My Handy Guide To The May 15 FCC Meeting: What The Heck Is An Open FCC Mtg And How Does It Work?

Even before Chairman Tom Wheeler proposed to issue a Notice of Proposed Rulemaking (NPRM) on possible new net neutrality rules to replace the ones vacated by the D.C. Cir. the May 15 Open Meeting of the Federal Communications Commission (FCC) promised to be one of the more important meetings in recent memory.  As a result, it has become one of the more contentious in recent memory as well.

 

In addition to the net neutrality NPRM, we have an Order deciding key issues for the upcoming incentive auction (aka the 600 MHz auction, aka that really complicated thing where we pay broadcasters to get off spectrum they got for free by simultaneously selling it to wireless companies for mobile broadband). This mega item has two fairly important side pieces from my perspective: the future of unlicensed use in the TV broadcast bands (aka the TV white spaces (TVWS) aka “super wifi” aka “engineers will never be allowed to name anything ever again”) and possible limits on how much spectrum any one company can acquire (aka the “no piggies rule” aka spectrum aggregation policies aka “lawyers are not allowed to name anything ever again either”).
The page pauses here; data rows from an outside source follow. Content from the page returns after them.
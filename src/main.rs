//! Wordle Game - CLI
//!
//! Interactive play, or scripted turns for programs and tests.

use anyhow::{Context, Result};
use clap::{Parser, Subcommand};
use std::io;
use std::path::PathBuf;
use wordle_game::{
    commands::{run_machine, run_play},
    game::SessionConfig,
    logging::init_logging,
    output::write_turn_line,
    wordlists::WordLists,
};

#[derive(Parser)]
#[command(
    name = "wordle_game",
    about = "Guess the 5-letter word in six tries",
    version,
    author
)]
struct Cli {
    #[command(subcommand)]
    command: Option<Commands>,

    /// Answer list file, one word per line (default: embedded list)
    #[arg(long, global = true)]
    answers: Option<PathBuf>,

    /// Extra allowed-guess list file (default: embedded list)
    #[arg(long, global = true)]
    allowed: Option<PathBuf>,

    /// Play against this word instead of a random one
    #[arg(short, long, global = true)]
    target: Option<String>,

    /// Seed for choosing the random word
    #[arg(short, long, global = true)]
    seed: Option<u64>,

    /// Debug logging (otherwise controlled by WORDLE_LOG)
    #[arg(short, long, global = true)]
    verbose: bool,
}

#[derive(Subcommand)]
enum Commands {
    /// Interactive game in the terminal (default)
    Play,

    /// Submit guesses in order and print one result line per guess
    Machine {
        /// Guesses to submit
        #[arg(required = true)]
        guesses: Vec<String>,
    },
}

fn main() -> Result<()> {
    let cli = Cli::parse();
    init_logging(cli.verbose);

    let lists = WordLists::load(cli.answers.as_deref(), cli.allowed.as_deref())
        .context("failed to load word lists")?;
    let config = SessionConfig {
        target: cli.target,
        seed: cli.seed,
    };

    match cli.command.unwrap_or(Commands::Play) {
        Commands::Play => {
            let stdin = io::stdin();
            run_play(&lists, config, &mut stdin.lock(), &mut io::stdout())
        }
        Commands::Machine { guesses } => run_machine_command(&lists, config, &guesses),
    }
}

fn run_machine_command(lists: &WordLists, config: SessionConfig, guesses: &[String]) -> Result<()> {
    let mut session = lists.session(config).context("failed to start a game")?;
    let mut out = io::stdout().lock();

    for record in run_machine(&mut session, guesses) {
        write_turn_line(&mut out, &record.guess, record.status, record.feedback)?;
    }
    Ok(())
}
The TVWS item has its own satellite proceeding about wireless microphones and coexistence between wireless mics and unlicensed use in an ever shrinking broadcast band.

 

So for those of you first timers, and those of you who have gone so long without a contentious FCC meeting you’ve forgotten how it’s done, I’ve prepared this helpful guide on “what is an open FCC meeting and how does it work.”

 

Mechanics of the meeting below . . .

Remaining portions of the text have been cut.